FASB ASC 718-10 requires all share-based payments to employees, including grants of employee stock options, to be recognized as compensation expense over the requisite service period (generally the vesting period) in the consolidated financial statements based on their fair values on the grant date. The impact of forfeitures that may occur prior to vesting is also estimated and considered in the amount recognized. In addition, the realization of tax benefits in excess of amounts recognized for financial reporting purposes will be recognized as a financing activity in accordance with FASB ASC 718-10.  

 


No tax benefits were attributed to the stock-based compensation expense because a valuation allowance was maintained for substantially all net deferred tax assets.  We elected to adopt the alternative method of calculating the historical pool of windfall tax benefits as permitted by FASB ASC 718-10-65. This is a simplified method to determine the pool of windfall tax benefits that is used in determining the tax effects of stock compensation in the results of operations and cash flow reporting for awards that were outstanding as of the adoption of FASB ASC 718-10.

FASB ASC 505-50, “Equity-Based Payments to Non-Employees,” requires all share-based payments to non-employees, including grants of stock options, to be recognized in the consolidated financial statements as compensation expense over the service period of the consulting arrangement or until performance conditions are expected to be met. Using a Black-Scholes valuation model, we periodically reassess the fair value of non-employee options until service conditions are met, which generally aligns with the vesting period of the options, and we adjust the expense recognized in the consolidated financial statements accordingly.

FASB ASC 718-20 requires that modifications of the terms or conditions of equity awards be treated as an exchange of the original award for a new award.  Incremental compensation cost is measured as the excess, if any, of the fair value of the modified award over the fair value of the original award immediately before its terms are modified. 

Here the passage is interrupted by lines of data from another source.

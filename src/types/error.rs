//! Error types for Gangway
//!
//! One taxonomy for the whole core: authorization failures deny before any
//! data is touched, lifecycle denials carry a user-facing message, and
//! best-effort side channels (activity append, notification dispatch) are
//! logged by their call sites instead of surfacing here.

/// Main error type for Gangway operations
#[derive(Debug, thiserror::Error)]
pub enum GangwayError {
    #[error("Bad request: {0}")]
    BadRequest(String),

    #[error("Unauthorized: {0}")]
    Unauthorized(String),

    #[error("Forbidden: {0}")]
    Forbidden(String),

    #[error("Not found: {0}")]
    NotFound(String),

    /// Space is still in draft and not yet opened to stakeholders
    #[error("Project is not ready")]
    NotReady,

    /// Space has been archived
    #[error("Project is archived")]
    Archived,

    /// Space is completed; reads are allowed, writes are not
    #[error("Project is read-only")]
    ReadOnly,

    #[error("Session error: {0}")]
    Session(String),

    #[error("Database error: {0}")]
    Database(String),

    #[error("Configuration error: {0}")]
    Config(String),

    #[error("Internal error: {0}")]
    Internal(String),
}

impl GangwayError {
    /// Short, user-facing message. Internal detail stays in the Display
    /// impl and the logs; this is what a portal caller may show verbatim.
    pub fn user_message(&self) -> String {
        match self {
            Self::BadRequest(msg) => msg.clone(),
            Self::Unauthorized(_) => "You do not have access to this project.".into(),
            Self::Forbidden(_) => "You are not allowed to do that.".into(),
            Self::NotFound(_) => "We could not find what you were looking for.".into(),
            Self::NotReady => "This project is not ready yet.".into(),
            Self::Archived => "This project has been archived.".into(),
            Self::ReadOnly => "This project is finished and read-only.".into(),
            Self::Session(_) => {
                "Your session is no longer valid. Please use your invite link again.".into()
            }
            Self::Database(_) | Self::Config(_) | Self::Internal(_) => {
                "Something went wrong on our side. Please try again.".into()
            }
        }
    }
}

// Implement From conversions for common error types

impl From<std::io::Error> for GangwayError {
    fn from(err: std::io::Error) -> Self {
        Self::Internal(err.to_string())
    }
}

impl From<serde_json::Error> for GangwayError {
    fn from(err: serde_json::Error) -> Self {
        Self::BadRequest(format!("JSON error: {}", err))
    }
}

impl From<mongodb::error::Error> for GangwayError {
    fn from(err: mongodb::error::Error) -> Self {
        Self::Database(err.to_string())
    }
}

impl From<bson::ser::Error> for GangwayError {
    fn from(err: bson::ser::Error) -> Self {
        Self::Database(format!("BSON encode error: {}", err))
    }
}

impl From<bson::de::Error> for GangwayError {
    fn from(err: bson::de::Error) -> Self {
        Self::Database(format!("BSON decode error: {}", err))
    }
}

impl From<jsonwebtoken::errors::Error> for GangwayError {
    fn from(err: jsonwebtoken::errors::Error) -> Self {
        Self::Session(err.to_string())
    }
}

/// Result type alias for Gangway operations
pub type Result<T> = std::result::Result<T, GangwayError>;

#[cfg(test)]
mod tests {
    use super::*;

    #[test]
    fn test_user_messages_are_short_and_safe() {
        let err = GangwayError::Database("connection pool exhausted at 10.0.0.3".into());
        assert!(!err.user_message().contains("10.0.0.3"));

        let err = GangwayError::ReadOnly;
        assert_eq!(err.user_message(), "This project is finished and read-only.");
    }
}
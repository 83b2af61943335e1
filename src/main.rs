//! Gangway - progress and access-control core for the client portal
//!
//! The binary wires the engines to MongoDB and, when an organization is
//! given, dumps its dashboard and insights reports as JSON. The library
//! crate is the real surface; this entry point exists for operations and
//! smoke checks.

use clap::Parser;
use std::sync::Arc;
use tracing::{error, info};
use tracing_subscriber::{layer::SubscriberExt, util::SubscriberInitExt};

use gangway::{
    activity::{ActivityLogger, Notifier, TracingNotifier},
    analytics::AnalyticsService,
    auth::{AccessGate, SessionSigner},
    config::Args,
    db::mongo::MongoClient,
    services::ActionService,
    GangwayError,
};

#[tokio::main]
async fn main() -> gangway::Result<()> {
    // Load environment variables from .env file if present
    let _ = dotenvy::dotenv();

    // Parse command line arguments
    let args = Args::parse();

    // Initialize tracing/logging
    let log_level = args.log_level.clone();
    tracing_subscriber::registry()
        .with(
            tracing_subscriber::EnvFilter::try_from_default_env()
                .unwrap_or_else(|_| format!("gangway={},info", log_level).into()),
        )
        .with(tracing_subscriber::fmt::layer())
        .init();

    // Validate configuration
    if let Err(e) = args.validate() {
        error!("Configuration error: {}", e);
        std::process::exit(1);
    }

    // Print startup banner
    info!("======================================");
    info!("  Gangway - client portal core");
    info!("======================================");
    info!("MongoDB: {}", args.mongodb_uri);
    info!("Database: {}", args.mongodb_db);
    info!(
        "Mode: {}",
        if args.dev_mode { "DEVELOPMENT" } else { "PRODUCTION" }
    );
    info!("======================================");

    // Connect to MongoDB
    let mongo = match MongoClient::new(&args.mongodb_uri, &args.mongodb_db).await {
        Ok(client) => {
            info!("MongoDB connected successfully");
            client
        }
        Err(e) => {
            error!("MongoDB connection failed: {}", e);
            std::process::exit(1);
        }
    };

    // Build the full service graph once so every collection's indexes are
    // applied at startup and a bad session secret fails fast.
    let secret = args
        .session_secret()
        .ok_or_else(|| GangwayError::Config("SESSION_SECRET is required".into()))?;
    let signer = SessionSigner::new(secret, args.session_expiry_seconds)?;
    let gate = AccessGate::new(&mongo, signer).await?;
    let notifiers: Vec<Arc<dyn Notifier>> = vec![Arc::new(TracingNotifier)];
    let activity = ActivityLogger::new(&mongo, notifiers).await?;
    let _actions = ActionService::new(&mongo, gate, activity).await?;
    info!("Collections ready, indexes applied");

    let analytics = AnalyticsService::new(&mongo).await?;

    match &args.org_id {
        Some(org_id) => {
            info!("Generating reports for org {}", org_id);
            let dashboard = analytics.get_dashboard_stats(org_id).await?;
            let insights = analytics.get_insights_data(org_id).await?;
            println!("{}", serde_json::to_string_pretty(&dashboard)?);
            println!("{}", serde_json::to_string_pretty(&insights)?);
        }
        None => {
            info!("No --org-id given; connection check complete");
        }
    }

    Ok(())
}
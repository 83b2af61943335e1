//! Block document schema
//!
//! A polymorphic content unit. The `block_type` tag determines the shape of
//! the opaque `content` payload; the typed accessors live in
//! [`crate::content`], and nothing here validates content beyond storage.

use bson::{doc, oid::ObjectId, Document};
use mongodb::options::IndexOptions;
use serde::{Deserialize, Serialize};

use crate::db::mongo::{IntoIndexes, MutMetadata};
use crate::db::schemas::Metadata;

/// Collection name for blocks
pub const BLOCK_COLLECTION: &str = "blocks";

/// Block document stored in MongoDB
#[derive(Serialize, Deserialize, Clone, Debug, Default)]
pub struct BlockDoc {
    /// MongoDB document ID
    #[serde(skip_serializing_if = "Option::is_none")]
    pub _id: Option<ObjectId>,

    #[serde(default)]
    pub metadata: Metadata,

    /// Canonical block id token
    pub block_id: String,

    /// Owning page
    pub page_id: String,

    /// Owning space (denormalized for one-hop space scans)
    pub space_id: String,

    /// Type tag, e.g. `task_list`, `action_plan`, `form`, `file_upload`
    pub block_type: String,

    /// Sort position within the page
    #[serde(default)]
    pub position: i32,

    /// Opaque payload; shape is entirely determined by `block_type`
    #[serde(default)]
    pub content: serde_json::Value,
}

impl IntoIndexes for BlockDoc {
    fn into_indices() -> Vec<(Document, Option<IndexOptions>)> {
        vec![
            (
                doc! { "block_id": 1 },
                Some(
                    IndexOptions::builder()
                        .unique(true)
                        .name("block_id_unique".to_string())
                        .build(),
                ),
            ),
            (
                doc! { "space_id": 1 },
                Some(
                    IndexOptions::builder()
                        .name("space_id_index".to_string())
                        .build(),
                ),
            ),
            (
                doc! { "page_id": 1, "position": 1 },
                Some(
                    IndexOptions::builder()
                        .name("page_position_index".to_string())
                        .build(),
                ),
            ),
        ]
    }
}

impl MutMetadata for BlockDoc {
    fn mut_metadata(&mut self) -> &mut Metadata {
        &mut self.metadata
    }
}
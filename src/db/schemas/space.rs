//! Space document schema
//!
//! A space is a tenant-owned unit of implementation work with a
//! draft/active/completed/archived lifecycle. Engagement score and level are
//! written by an external scoring job and only read here.

use bson::{doc, oid::ObjectId, Document};
use mongodb::options::IndexOptions;
use serde::{Deserialize, Serialize};
use std::fmt;

use crate::db::mongo::{IntoIndexes, MutMetadata};
use crate::db::schemas::Metadata;

/// Collection name for spaces
pub const SPACE_COLLECTION: &str = "spaces";

/// Space lifecycle status
#[derive(Serialize, Deserialize, Clone, Copy, Debug, Default, PartialEq, Eq)]
#[serde(rename_all = "lowercase")]
pub enum SpaceStatus {
    #[default]
    Draft,
    Active,
    Completed,
    Archived,
}

impl SpaceStatus {
    pub fn as_str(&self) -> &'static str {
        match self {
            Self::Draft => "draft",
            Self::Active => "active",
            Self::Completed => "completed",
            Self::Archived => "archived",
        }
    }
}

impl fmt::Display for SpaceStatus {
    fn fmt(&self, f: &mut fmt::Formatter<'_>) -> fmt::Result {
        f.write_str(self.as_str())
    }
}

/// Space document stored in MongoDB
#[derive(Serialize, Deserialize, Clone, Debug, Default)]
pub struct SpaceDoc {
    /// MongoDB document ID
    #[serde(skip_serializing_if = "Option::is_none")]
    pub _id: Option<ObjectId>,

    /// Common metadata (created_at, updated_at, is_deleted)
    #[serde(default)]
    pub metadata: Metadata,

    /// Canonical space id token
    pub space_id: String,

    /// Owning organization (exactly one per space)
    pub org_id: String,

    /// Display name
    pub name: String,

    /// Client the work is being delivered for
    #[serde(default)]
    pub client_name: String,

    /// Lifecycle status; transitions are staff-only
    #[serde(default)]
    pub status: SpaceStatus,

    /// Target go-live date as a calendar date string (`YYYY-MM-DD`)
    #[serde(skip_serializing_if = "Option::is_none")]
    pub target_date: Option<String>,

    /// Engagement score written by the external scoring job
    #[serde(skip_serializing_if = "Option::is_none")]
    pub engagement_score: Option<f64>,

    /// Engagement level label written by the external scoring job
    #[serde(skip_serializing_if = "Option::is_none")]
    pub engagement_level: Option<String>,
}

impl SpaceDoc {
    /// Create a new draft space
    pub fn new(space_id: String, org_id: String, name: String, client_name: String) -> Self {
        Self {
            _id: None,
            metadata: Metadata::new(),
            space_id,
            org_id,
            name,
            client_name,
            status: SpaceStatus::Draft,
            target_date: None,
            engagement_score: None,
            engagement_level: None,
        }
    }
}

impl IntoIndexes for SpaceDoc {
    fn into_indices() -> Vec<(Document, Option<IndexOptions>)> {
        vec![
            (
                doc! { "space_id": 1 },
                Some(
                    IndexOptions::builder()
                        .unique(true)
                        .name("space_id_unique".to_string())
                        .build(),
                ),
            ),
            (
                doc! { "org_id": 1 },
                Some(
                    IndexOptions::builder()
                        .name("org_id_index".to_string())
                        .build(),
                ),
            ),
        ]
    }
}

impl MutMetadata for SpaceDoc {
    fn mut_metadata(&mut self) -> &mut Metadata {
        &mut self.metadata
    }
}

#[cfg(test)]
mod tests {
    use super::*;

    #[test]
    fn test_status_serializes_lowercase() {
        let json = serde_json::to_value(SpaceStatus::Completed).unwrap();
        assert_eq!(json, serde_json::json!("completed"));
        let back: SpaceStatus = serde_json::from_value(serde_json::json!("archived")).unwrap();
        assert_eq!(back, SpaceStatus::Archived);
    }

    #[test]
    fn test_new_space_starts_in_draft() {
        let space = SpaceDoc::new("s".into(), "org".into(), "Acme rollout".into(), "Acme".into());
        assert_eq!(space.status, SpaceStatus::Draft);
        assert!(!space.metadata.is_deleted);
    }
}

Recent Accounting Pronouncements

See Note 2 to the Company’s condensed consolidated financial statements for discussion of recently issued, but not yet effective, accounting pronouncements.

  

Impact of Inflation

  

Inflation has not had a significant impact on our operations to date and we are currently unable to determine the extent inflation may impact our operations in future periods.  

 

Quarterly Fluctuations

Since we are currently focused on developing our technologies for commercialization and we have not yet engaged in significant revenue producing operations, we do not have any meaningful quarterly fluctuations that impact our financial performance.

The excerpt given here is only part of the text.